> Assignment: Every line with the string "total" must be copied from the entries below.

> Exercise data:
- Opening Delimiter -

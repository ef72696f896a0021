//! GUI controller
//!
//! Owns the Slint window and the listing state behind it. Everything runs on
//! the event-loop thread: callbacks borrow the shared state, update the
//! session and push a fresh row model to the window.

use crate::{Appearance, LaunchItem, MainWindow};
use folder_launcher::config::{ResolvedStyle, Rgb};
use folder_launcher::error::get_user_friendly_error;
use folder_launcher::launcher::{LaunchOutcome, Launcher};
use folder_launcher::scanner::{FileDescriptor, ScanOptions, ScanReport, scan_folder};
use folder_launcher::session::{CategoryFilter, ItemId, Session, item_label};
use folder_launcher::shortcut::IconLocation;
use folder_launcher::utils::{self, ICON_SIZE, SCREEN_MARGIN};
use slint::{ComponentHandle, Model, ModelRc, SharedString, VecModel};
use std::cell::RefCell;
use std::collections::HashMap;
use std::path::PathBuf;
use std::rc::Rc;
use tracing::{debug, info, warn};

/// State shared by the window callbacks
struct GuiState {
    folder: PathBuf,
    options: ScanOptions,
    session: Session,
    launcher: Launcher,
    /// Icons by source; `None` records a failed extraction so it is not retried
    icons: HashMap<IconLocation, Option<slint::Image>>,
    items: Rc<VecModel<LaunchItem>>,
    /// Last message shown under the list
    notice: Option<String>,
}

impl GuiState {
    fn icon_for(&mut self, descriptor: &FileDescriptor) -> Option<slint::Image> {
        let source = descriptor.icon_source();
        self.icons
            .entry(source)
            .or_insert_with_key(load_icon)
            .clone()
    }

    /// Rebuild the row model from the session's visible items
    fn rebuild_rows(&mut self) {
        let visible: Vec<(ItemId, FileDescriptor)> = self
            .session
            .visible()
            .map(|(id, d)| (id, d.clone()))
            .collect();

        let rows: Vec<LaunchItem> = visible
            .iter()
            .map(|(id, descriptor)| {
                let icon = self.icon_for(descriptor);
                LaunchItem {
                    id: i32::try_from(id.0).unwrap_or(i32::MAX),
                    label: item_label(descriptor).into(),
                    has_icon: icon.is_some(),
                    icon: icon.unwrap_or_default(),
                }
            })
            .collect();

        self.items.set_vec(rows);
    }

    fn status_text(&self) -> String {
        let shown = self.items.row_count();
        let total = self.session.len();
        let counts = if shown == total {
            format!("{total} items")
        } else {
            format!("{shown} of {total} items")
        };
        match &self.notice {
            Some(notice) => format!("{counts} | {notice}"),
            None => counts,
        }
    }
}

/// GUI controller that manages the launcher window
pub struct GuiController {
    window: MainWindow,
    state: Rc<RefCell<GuiState>>,
}

impl GuiController {
    /// Create the window for the items in `report`.
    pub fn new(
        folder: PathBuf,
        options: ScanOptions,
        report: ScanReport,
        style: &ResolvedStyle,
    ) -> Result<Self, slint::PlatformError> {
        let window = MainWindow::new()?;
        apply_style(&window, style);

        let items = Rc::new(VecModel::<LaunchItem>::default());
        window.set_items(ModelRc::from(Rc::clone(&items)));

        let categories: Vec<SharedString> = CategoryFilter::ALL
            .iter()
            .map(|category| SharedString::from(category.label()))
            .collect();
        window.set_categories(ModelRc::new(VecModel::from(categories)));

        let notice = skipped_notice(&report);
        let state = Rc::new(RefCell::new(GuiState {
            folder,
            options,
            session: Session::new(report.descriptors),
            launcher: Launcher::system(),
            icons: HashMap::new(),
            items,
            notice,
        }));

        let controller = Self { window, state };
        controller.connect_callbacks();
        controller.sync();
        controller.place_window(style);

        Ok(controller)
    }

    /// Show the window and run the event loop until it is closed
    pub fn run(self) -> Result<(), slint::PlatformError> {
        info!("Showing launcher window");
        self.window.run()
    }

    fn sync(&self) {
        update_window(&self.window, &mut self.state.borrow_mut());
    }

    fn connect_callbacks(&self) {
        let weak = self.window.as_weak();
        let state = Rc::clone(&self.state);
        self.window.on_filter_changed(move |text| {
            let Some(window) = weak.upgrade() else { return };
            let mut state = state.borrow_mut();
            state.session.set_filter(&text);
            update_window(&window, &mut state);
        });

        let weak = self.window.as_weak();
        let state = Rc::clone(&self.state);
        self.window.on_category_selected(move |index| {
            let Some(window) = weak.upgrade() else { return };
            let category = CategoryFilter::from_index(usize::try_from(index).unwrap_or(0));
            debug!("Category selected: {:?}", category);
            let mut state = state.borrow_mut();
            state.session.set_category(category);
            update_window(&window, &mut state);
        });

        let weak = self.window.as_weak();
        let state = Rc::clone(&self.state);
        self.window.on_activate(move |id| {
            let Some(window) = weak.upgrade() else { return };
            match usize::try_from(id) {
                Ok(id) => activate(&window, &state, ItemId(id)),
                Err(_) => warn!("Ignoring activation of invalid row id {}", id),
            }
        });

        let weak = self.window.as_weak();
        let state = Rc::clone(&self.state);
        self.window.on_activate_first(move || {
            let Some(window) = weak.upgrade() else { return };
            let first = state.borrow().session.first_visible();
            match first {
                Some(id) => activate(&window, &state, id),
                None => debug!("Enter pressed with no visible items"),
            }
        });

        let weak = self.window.as_weak();
        let state = Rc::clone(&self.state);
        self.window.on_refresh(move || {
            let Some(window) = weak.upgrade() else { return };
            refresh(&window, &state);
        });
    }

    fn place_window(&self, style: &ResolvedStyle) {
        let window = self.window.window();
        window.set_size(slint::LogicalSize::new(
            px(style.window_width),
            px(style.window_height),
        ));

        if !style.follow_cursor {
            return;
        }

        let Some((cursor, screen)) = utils::cursor_and_screen() else {
            debug!("Cursor position unavailable, leaving placement to the system");
            return;
        };

        let size = window.size();
        let (x, y) =
            utils::centered_on_cursor(cursor, (size.width, size.height), screen, SCREEN_MARGIN);
        debug!("Placing window at ({}, {}) near cursor {:?}", x, y, cursor);
        window.set_position(slint::PhysicalPosition::new(x, y));
    }
}

/// Launch the item behind `id` and report the result
fn activate(window: &MainWindow, state: &Rc<RefCell<GuiState>>, id: ItemId) {
    // The borrow must end before a modal dialog spins its own message loop
    let result = {
        let mut guard = state.borrow_mut();
        let GuiState {
            session, launcher, ..
        } = &mut *guard;
        session
            .get(id)
            .map(|d| d.display_name.clone())
            .and_then(|name| session.activate(id, launcher).map(|outcome| (name, outcome)))
    };

    let notice = match &result {
        Ok((name, LaunchOutcome::Spawned { pid, .. })) => match pid {
            Some(pid) => format!("Started {name} (pid {pid})"),
            None => format!("Started {name}"),
        },
        Ok((name, LaunchOutcome::Opened { .. })) => format!("Opened {name}"),
        Err(e) => e.to_string(),
    };

    {
        let mut state = state.borrow_mut();
        state.notice = Some(notice);
        update_window(window, &mut state);
    }

    if let Err(e) = result {
        show_error_dialog(&get_user_friendly_error(&e));
    }
}

/// Rescan the folder and replace the listing
fn refresh(window: &MainWindow, state: &Rc<RefCell<GuiState>>) {
    let scanned = {
        let state = state.borrow();
        info!("Refreshing {}", state.folder.display());
        scan_folder(&state.folder, &state.options)
    };

    let error = {
        let mut state = state.borrow_mut();
        let error = match scanned {
            Ok(report) => {
                state.notice = skipped_notice(&report);
                state.session.replace(report.descriptors);
                None
            }
            Err(e) => {
                warn!("Refresh failed: {}", e);
                state.notice = Some(e.to_string());
                Some(e)
            }
        };
        update_window(window, &mut state);
        error
    };

    if let Some(e) = error {
        show_error_dialog(&get_user_friendly_error(&e));
    }
}

fn update_window(window: &MainWindow, state: &mut GuiState) {
    state.rebuild_rows();
    let selected = CategoryFilter::ALL
        .iter()
        .position(|c| *c == state.session.category())
        .unwrap_or(0);
    window.set_selected_category(i32::try_from(selected).unwrap_or(0));
    window.set_status_text(state.status_text().into());
}

fn skipped_notice(report: &ScanReport) -> Option<String> {
    match report.skipped.len() {
        0 => None,
        1 => Some("1 shortcut could not be read".to_string()),
        n => Some(format!("{n} shortcuts could not be read")),
    }
}

fn load_icon(source: &IconLocation) -> Option<slint::Image> {
    match utils::extract_icon(source) {
        Ok(Some(rgba)) => {
            let edge = u32::try_from(ICON_SIZE).unwrap_or_default();
            let buffer =
                slint::SharedPixelBuffer::<slint::Rgba8Pixel>::clone_from_slice(&rgba, edge, edge);
            Some(slint::Image::from_rgba8(buffer))
        }
        Ok(None) => None,
        Err(e) => {
            warn!("No icon for {}: {}", source.path.display(), e);
            None
        }
    }
}

fn apply_style(window: &MainWindow, style: &ResolvedStyle) {
    let appearance = window.global::<Appearance>();
    let palette = &style.palette;

    appearance.set_background(color(palette.background));
    appearance.set_sidebar(color(palette.sidebar));
    appearance.set_button(color(palette.button));
    appearance.set_button_hover(color(palette.button_hover));
    appearance.set_button_pressed(color(palette.button_pressed));
    appearance.set_text(color(palette.text));
    appearance.set_list_background(color(palette.list_background));
    appearance.set_list_foreground(color(palette.list_foreground));
    appearance.set_selected(color(palette.selected));
    appearance.set_border(color(palette.border));
    appearance.set_header_background(color(palette.header_background));

    appearance.set_font_size(px(style.font_size));
    appearance.set_list_font_size(px(style.list_font_size));
    appearance.set_sidebar_font_size(px(style.sidebar_font_size));
    appearance.set_button_radius(px(style.button_radius));
    appearance.set_row_height(px(style.row_height));
    appearance.set_sidebar_width(px(style.sidebar_width));
    appearance.set_padding(px(style.padding));

    window.set_window_title(style.title.as_str().into());
}

fn color(rgb: Rgb) -> slint::Color {
    slint::Color::from_rgb_u8(rgb.r, rgb.g, rgb.b)
}

#[expect(
    clippy::cast_precision_loss,
    reason = "Style sizes are small integers, exactly representable as f32"
)]
fn px(value: u32) -> f32 {
    value as f32
}

/// Shows an error dialog without leaving the application.
#[cfg(windows)]
fn show_error_dialog(message: &str) {
    use rfd::MessageDialog;

    MessageDialog::new()
        .set_title("Folder Launcher - Error")
        .set_description(message)
        .set_buttons(rfd::MessageButtons::Ok)
        .set_level(rfd::MessageLevel::Error)
        .show();
}

/// Shows an error dialog without leaving the application (non-Windows fallback).
#[cfg(not(windows))]
fn show_error_dialog(message: &str) {
    eprintln!("ERROR: {message}");
}
//! Folder Launcher - launch applications, shortcuts and media from a folder
//!
//! Usage: `folder-launcher <FOLDER>`. Scans the folder, shows its launchable
//! files in a small window near the mouse pointer and starts whatever is
//! clicked.

// Set Windows subsystem to hide console window
#![cfg_attr(not(debug_assertions), windows_subsystem = "windows")]
#![expect(
    missing_docs,
    reason = "Slint-generated code from include_modules! lacks doc comments"
)]
#![allow(clippy::unwrap_used)] // Slint-generated code from include_modules! uses .unwrap() extensively

// GUI module is only in the binary, not the library
mod gui;

use anyhow::{Context, Result};
use clap::Parser;
use folder_launcher::{
    config::{ConfigManager, StyleConfig, detect_system_theme},
    error::get_user_friendly_error,
    scanner::{ScanOptions, ScanReport, scan_folder},
    utils,
};
use gui::GuiController;
use std::path::{Path, PathBuf};
use tracing::{error, info, warn};

// Include Slint-generated code
slint::include_modules!();

/// Launch applications, shortcuts and media files from a folder
#[derive(Debug, Parser)]
#[command(name = "folder-launcher", about)]
struct Args {
    /// Folder containing the shortcuts, executables and media files to list
    folder: PathBuf,
}

/// Main entry point for the application
///
/// Loads the style, scans the folder and runs the launcher window.
fn main() -> Result<()> {
    let args = Args::parse();

    utils::init_logging().context("Failed to initialize logging system")?;
    info!("Scanning {}", args.folder.display());

    let style = ConfigManager::load().unwrap_or_else(|e| {
        warn!("Failed to read style file, using defaults: {}", e);
        StyleConfig::default()
    });
    let theme = detect_system_theme();
    info!("System theme: {:?}", theme);
    let resolved = style.resolve(theme);

    let Some(report) = startup_scan(&args.folder, &style.scan) else {
        return Ok(());
    };

    info!("Creating GUI controller");
    let gui_controller = GuiController::new(args.folder, style.scan, report, &resolved)
        .context("Failed to create GUI controller")?;

    info!("Starting GUI event loop");
    gui_controller
        .run()
        .context("GUI event loop terminated with error")?;

    info!("Folder Launcher shutting down");

    Ok(())
}

/// Scan the folder given on the command line.
///
/// A failed or empty scan is reported in a dialog and yields `None`; the
/// program then ends normally.
fn startup_scan(folder: &Path, options: &ScanOptions) -> Option<ScanReport> {
    match startup_scan_message(folder, scan_folder(folder, options)) {
        Ok(report) => Some(report),
        Err(message) => {
            show_error(&message);
            None
        }
    }
}

/// Dialog text for a scan result that leaves nothing to show
fn startup_scan_message(
    folder: &Path,
    scanned: folder_launcher::Result<ScanReport>,
) -> Result<ScanReport, String> {
    match scanned {
        Ok(report) if report.is_empty() => {
            info!("No launchable files found in {}", folder.display());
            Err(format!("No launchable files found in:\n{}", folder.display()))
        }
        Ok(report) => Ok(report),
        Err(e) => {
            error!("Scan failed: {}", e);
            Err(get_user_friendly_error(&e))
        }
    }
}

/// Shows an error dialog.
#[cfg(windows)]
fn show_error(message: &str) {
    use rfd::MessageDialog;

    MessageDialog::new()
        .set_title("Folder Launcher - Error")
        .set_description(message)
        .set_buttons(rfd::MessageButtons::Ok)
        .set_level(rfd::MessageLevel::Error)
        .show();
}

/// Shows an error message (non-Windows fallback).
#[cfg(not(windows))]
fn show_error(message: &str) {
    eprintln!("ERROR: {message}");
}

- Closing Delimiter -

> Written response:
        let total = self.session.len();
        let counts = if shown == total {
            format!("{total} items")
            format!("{shown} of {total} items")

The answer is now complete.